→ **Assignment**: The answer should be one number only, namely how many lines of the records hold the word "sqrt".

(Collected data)
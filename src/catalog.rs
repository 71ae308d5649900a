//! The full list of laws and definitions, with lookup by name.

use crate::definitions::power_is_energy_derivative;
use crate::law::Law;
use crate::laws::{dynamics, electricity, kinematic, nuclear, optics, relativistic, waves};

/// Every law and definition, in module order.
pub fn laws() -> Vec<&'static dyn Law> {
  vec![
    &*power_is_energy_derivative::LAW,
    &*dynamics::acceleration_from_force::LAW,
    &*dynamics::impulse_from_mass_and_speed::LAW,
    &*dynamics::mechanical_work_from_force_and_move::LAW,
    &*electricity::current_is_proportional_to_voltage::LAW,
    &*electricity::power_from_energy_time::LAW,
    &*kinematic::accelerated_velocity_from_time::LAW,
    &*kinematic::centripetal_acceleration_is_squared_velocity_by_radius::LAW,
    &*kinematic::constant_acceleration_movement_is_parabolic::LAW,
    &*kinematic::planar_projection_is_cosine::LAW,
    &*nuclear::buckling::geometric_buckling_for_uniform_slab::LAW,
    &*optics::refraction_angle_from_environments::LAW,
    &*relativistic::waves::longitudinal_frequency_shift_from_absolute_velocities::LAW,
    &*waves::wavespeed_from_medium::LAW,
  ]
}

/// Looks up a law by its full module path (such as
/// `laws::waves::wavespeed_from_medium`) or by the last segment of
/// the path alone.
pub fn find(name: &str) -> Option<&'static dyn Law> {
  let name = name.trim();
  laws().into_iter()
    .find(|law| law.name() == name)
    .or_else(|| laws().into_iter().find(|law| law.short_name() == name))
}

...

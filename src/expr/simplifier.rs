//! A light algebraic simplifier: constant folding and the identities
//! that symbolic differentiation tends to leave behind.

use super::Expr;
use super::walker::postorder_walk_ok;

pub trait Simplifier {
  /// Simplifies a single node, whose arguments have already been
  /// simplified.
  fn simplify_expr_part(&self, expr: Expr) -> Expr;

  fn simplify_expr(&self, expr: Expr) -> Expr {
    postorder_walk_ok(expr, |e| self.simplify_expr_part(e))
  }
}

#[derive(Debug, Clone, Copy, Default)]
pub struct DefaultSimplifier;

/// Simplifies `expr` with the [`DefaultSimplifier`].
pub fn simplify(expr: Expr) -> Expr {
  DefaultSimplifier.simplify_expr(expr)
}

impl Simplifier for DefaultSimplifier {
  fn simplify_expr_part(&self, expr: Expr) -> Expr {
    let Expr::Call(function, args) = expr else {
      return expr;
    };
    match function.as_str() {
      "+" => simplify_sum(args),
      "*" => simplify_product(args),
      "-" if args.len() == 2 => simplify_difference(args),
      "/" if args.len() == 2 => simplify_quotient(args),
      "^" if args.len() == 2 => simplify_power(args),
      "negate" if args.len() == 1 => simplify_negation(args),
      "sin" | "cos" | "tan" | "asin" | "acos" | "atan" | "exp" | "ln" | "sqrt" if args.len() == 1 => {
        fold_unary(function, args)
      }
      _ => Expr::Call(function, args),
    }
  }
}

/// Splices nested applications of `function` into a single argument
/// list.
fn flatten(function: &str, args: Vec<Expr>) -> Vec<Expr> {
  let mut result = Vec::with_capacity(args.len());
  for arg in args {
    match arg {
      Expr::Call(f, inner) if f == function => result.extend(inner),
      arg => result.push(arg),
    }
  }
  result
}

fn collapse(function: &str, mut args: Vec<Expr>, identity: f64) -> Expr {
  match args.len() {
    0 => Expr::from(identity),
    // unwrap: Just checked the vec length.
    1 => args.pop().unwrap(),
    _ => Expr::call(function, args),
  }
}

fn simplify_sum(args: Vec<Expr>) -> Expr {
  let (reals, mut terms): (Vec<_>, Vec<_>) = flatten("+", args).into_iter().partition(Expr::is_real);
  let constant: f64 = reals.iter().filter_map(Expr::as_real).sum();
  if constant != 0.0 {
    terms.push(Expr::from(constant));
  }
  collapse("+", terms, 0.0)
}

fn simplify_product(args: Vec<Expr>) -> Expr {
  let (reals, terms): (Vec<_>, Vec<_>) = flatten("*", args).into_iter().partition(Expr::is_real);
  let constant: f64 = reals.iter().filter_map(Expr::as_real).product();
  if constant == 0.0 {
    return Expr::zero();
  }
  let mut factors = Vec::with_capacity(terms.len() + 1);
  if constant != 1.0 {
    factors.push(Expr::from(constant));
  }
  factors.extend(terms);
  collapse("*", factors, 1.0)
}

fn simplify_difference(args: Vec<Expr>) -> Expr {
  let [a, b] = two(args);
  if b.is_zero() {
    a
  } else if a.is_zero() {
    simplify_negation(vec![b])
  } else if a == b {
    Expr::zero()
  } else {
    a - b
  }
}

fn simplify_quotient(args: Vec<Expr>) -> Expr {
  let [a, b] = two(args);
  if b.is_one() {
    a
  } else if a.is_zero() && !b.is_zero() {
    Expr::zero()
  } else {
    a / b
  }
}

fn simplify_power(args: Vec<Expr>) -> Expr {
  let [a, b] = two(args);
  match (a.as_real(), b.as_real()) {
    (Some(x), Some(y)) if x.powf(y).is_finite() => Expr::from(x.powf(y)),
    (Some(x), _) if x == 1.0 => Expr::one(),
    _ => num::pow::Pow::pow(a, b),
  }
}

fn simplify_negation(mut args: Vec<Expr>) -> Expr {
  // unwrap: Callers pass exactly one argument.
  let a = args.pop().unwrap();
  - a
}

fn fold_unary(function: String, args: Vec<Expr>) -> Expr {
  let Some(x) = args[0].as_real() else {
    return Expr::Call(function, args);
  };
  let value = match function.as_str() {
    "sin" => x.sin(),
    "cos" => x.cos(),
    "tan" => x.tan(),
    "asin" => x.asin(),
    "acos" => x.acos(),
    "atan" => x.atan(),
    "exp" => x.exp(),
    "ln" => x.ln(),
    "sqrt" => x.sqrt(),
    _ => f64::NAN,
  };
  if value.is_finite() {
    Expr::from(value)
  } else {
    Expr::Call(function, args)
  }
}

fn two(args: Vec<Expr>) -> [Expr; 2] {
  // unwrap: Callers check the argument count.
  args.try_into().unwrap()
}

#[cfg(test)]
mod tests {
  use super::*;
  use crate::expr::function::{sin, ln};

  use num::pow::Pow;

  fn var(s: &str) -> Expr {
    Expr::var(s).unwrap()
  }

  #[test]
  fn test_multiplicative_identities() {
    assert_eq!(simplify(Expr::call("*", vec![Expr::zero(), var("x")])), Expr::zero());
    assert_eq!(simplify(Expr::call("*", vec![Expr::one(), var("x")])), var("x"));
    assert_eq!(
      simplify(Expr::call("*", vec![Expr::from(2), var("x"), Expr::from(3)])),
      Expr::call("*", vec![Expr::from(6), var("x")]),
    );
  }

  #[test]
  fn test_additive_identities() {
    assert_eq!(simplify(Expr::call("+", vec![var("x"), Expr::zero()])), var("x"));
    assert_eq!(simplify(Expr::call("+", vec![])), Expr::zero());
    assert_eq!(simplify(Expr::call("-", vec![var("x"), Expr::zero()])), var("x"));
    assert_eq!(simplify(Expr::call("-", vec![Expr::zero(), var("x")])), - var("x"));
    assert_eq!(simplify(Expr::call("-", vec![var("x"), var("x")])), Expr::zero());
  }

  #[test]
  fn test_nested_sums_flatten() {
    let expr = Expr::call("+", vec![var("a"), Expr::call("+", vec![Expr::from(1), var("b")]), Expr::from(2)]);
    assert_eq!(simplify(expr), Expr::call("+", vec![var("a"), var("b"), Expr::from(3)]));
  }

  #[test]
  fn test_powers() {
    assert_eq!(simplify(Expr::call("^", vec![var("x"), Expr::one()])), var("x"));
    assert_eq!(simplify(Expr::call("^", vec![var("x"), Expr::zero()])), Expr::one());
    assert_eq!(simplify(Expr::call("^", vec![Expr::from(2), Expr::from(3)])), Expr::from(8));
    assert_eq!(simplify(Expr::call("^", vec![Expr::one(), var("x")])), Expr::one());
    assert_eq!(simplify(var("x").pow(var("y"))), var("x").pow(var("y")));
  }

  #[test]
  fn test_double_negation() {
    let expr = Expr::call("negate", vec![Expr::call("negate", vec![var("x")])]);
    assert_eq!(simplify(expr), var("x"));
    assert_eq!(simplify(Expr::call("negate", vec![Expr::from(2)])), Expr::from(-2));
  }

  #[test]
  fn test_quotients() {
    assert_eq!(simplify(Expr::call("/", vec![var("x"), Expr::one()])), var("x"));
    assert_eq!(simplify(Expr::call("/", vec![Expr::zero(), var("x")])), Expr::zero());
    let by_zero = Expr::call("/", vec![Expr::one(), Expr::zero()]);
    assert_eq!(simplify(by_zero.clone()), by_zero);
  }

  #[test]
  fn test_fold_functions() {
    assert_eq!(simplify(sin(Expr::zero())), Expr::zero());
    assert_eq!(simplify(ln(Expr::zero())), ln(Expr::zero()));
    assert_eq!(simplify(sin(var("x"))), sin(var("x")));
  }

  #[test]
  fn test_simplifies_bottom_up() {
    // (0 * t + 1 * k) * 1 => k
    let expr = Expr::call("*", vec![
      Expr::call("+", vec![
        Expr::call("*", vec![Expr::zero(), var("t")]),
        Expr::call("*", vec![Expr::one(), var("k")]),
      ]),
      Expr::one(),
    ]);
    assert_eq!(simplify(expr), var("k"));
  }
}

* * *

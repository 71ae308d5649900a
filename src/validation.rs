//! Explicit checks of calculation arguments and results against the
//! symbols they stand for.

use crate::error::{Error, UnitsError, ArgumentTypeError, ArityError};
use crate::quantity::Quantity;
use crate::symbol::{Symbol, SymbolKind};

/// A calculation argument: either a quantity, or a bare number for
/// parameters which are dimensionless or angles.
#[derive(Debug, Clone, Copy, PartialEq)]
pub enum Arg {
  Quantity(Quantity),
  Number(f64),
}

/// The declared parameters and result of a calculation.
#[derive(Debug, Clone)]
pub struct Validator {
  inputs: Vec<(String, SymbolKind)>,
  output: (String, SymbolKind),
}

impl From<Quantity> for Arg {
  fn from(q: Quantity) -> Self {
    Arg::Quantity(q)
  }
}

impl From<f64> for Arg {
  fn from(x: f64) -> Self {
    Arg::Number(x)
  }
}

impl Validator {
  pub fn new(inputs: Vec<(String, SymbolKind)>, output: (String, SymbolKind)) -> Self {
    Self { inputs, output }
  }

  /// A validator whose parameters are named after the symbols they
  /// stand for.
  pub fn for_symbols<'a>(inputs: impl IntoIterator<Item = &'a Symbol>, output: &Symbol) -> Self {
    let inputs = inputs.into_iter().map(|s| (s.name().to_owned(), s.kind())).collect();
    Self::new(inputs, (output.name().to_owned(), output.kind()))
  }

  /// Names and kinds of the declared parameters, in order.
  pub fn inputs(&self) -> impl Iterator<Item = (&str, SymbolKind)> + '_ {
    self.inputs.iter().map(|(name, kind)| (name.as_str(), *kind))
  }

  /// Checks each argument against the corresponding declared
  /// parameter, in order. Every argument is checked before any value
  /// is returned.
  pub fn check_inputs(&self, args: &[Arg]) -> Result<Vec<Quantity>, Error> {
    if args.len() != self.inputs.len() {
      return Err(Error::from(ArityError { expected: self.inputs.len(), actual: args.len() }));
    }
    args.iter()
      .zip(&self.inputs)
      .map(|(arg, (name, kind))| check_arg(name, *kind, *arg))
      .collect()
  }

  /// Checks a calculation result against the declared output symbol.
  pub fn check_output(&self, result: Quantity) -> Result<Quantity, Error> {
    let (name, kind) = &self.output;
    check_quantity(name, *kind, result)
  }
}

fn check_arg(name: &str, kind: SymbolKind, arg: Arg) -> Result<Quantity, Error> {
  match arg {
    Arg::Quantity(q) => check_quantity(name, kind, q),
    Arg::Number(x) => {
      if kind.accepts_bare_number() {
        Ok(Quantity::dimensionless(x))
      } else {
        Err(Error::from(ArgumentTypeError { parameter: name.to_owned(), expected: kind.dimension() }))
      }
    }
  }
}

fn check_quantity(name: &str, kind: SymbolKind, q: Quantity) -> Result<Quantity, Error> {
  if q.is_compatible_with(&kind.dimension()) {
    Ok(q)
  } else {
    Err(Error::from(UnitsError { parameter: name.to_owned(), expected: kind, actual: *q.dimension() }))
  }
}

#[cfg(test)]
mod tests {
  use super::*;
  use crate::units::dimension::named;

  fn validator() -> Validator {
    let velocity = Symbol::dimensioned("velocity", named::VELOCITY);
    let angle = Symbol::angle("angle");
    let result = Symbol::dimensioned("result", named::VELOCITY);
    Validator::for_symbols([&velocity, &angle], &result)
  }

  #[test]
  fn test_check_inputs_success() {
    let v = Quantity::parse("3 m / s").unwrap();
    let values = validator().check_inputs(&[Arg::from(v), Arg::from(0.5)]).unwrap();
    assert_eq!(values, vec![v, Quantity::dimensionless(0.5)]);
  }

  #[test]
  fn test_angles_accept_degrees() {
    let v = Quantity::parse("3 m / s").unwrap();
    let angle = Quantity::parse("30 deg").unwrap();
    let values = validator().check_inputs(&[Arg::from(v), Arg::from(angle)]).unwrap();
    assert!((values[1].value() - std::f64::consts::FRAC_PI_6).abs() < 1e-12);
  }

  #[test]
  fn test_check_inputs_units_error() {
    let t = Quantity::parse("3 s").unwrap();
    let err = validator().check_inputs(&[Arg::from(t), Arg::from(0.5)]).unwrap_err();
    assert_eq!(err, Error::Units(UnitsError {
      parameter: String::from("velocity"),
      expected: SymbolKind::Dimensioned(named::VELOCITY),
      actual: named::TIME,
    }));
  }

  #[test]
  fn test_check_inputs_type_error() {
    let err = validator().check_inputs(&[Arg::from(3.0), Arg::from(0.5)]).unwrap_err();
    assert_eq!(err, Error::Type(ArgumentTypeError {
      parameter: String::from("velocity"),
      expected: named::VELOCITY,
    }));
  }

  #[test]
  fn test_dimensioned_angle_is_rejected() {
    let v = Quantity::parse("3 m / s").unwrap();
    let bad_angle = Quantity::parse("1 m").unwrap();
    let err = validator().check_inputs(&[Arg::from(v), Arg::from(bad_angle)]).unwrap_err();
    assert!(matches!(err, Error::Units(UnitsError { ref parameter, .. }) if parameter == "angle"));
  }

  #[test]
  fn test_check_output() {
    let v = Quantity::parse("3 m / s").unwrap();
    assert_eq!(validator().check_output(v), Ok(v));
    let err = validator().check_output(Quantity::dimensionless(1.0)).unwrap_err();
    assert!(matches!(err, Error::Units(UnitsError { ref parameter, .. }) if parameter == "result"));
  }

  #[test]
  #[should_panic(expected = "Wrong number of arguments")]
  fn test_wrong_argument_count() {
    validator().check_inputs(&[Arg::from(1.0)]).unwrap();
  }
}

→ **Task output**: 2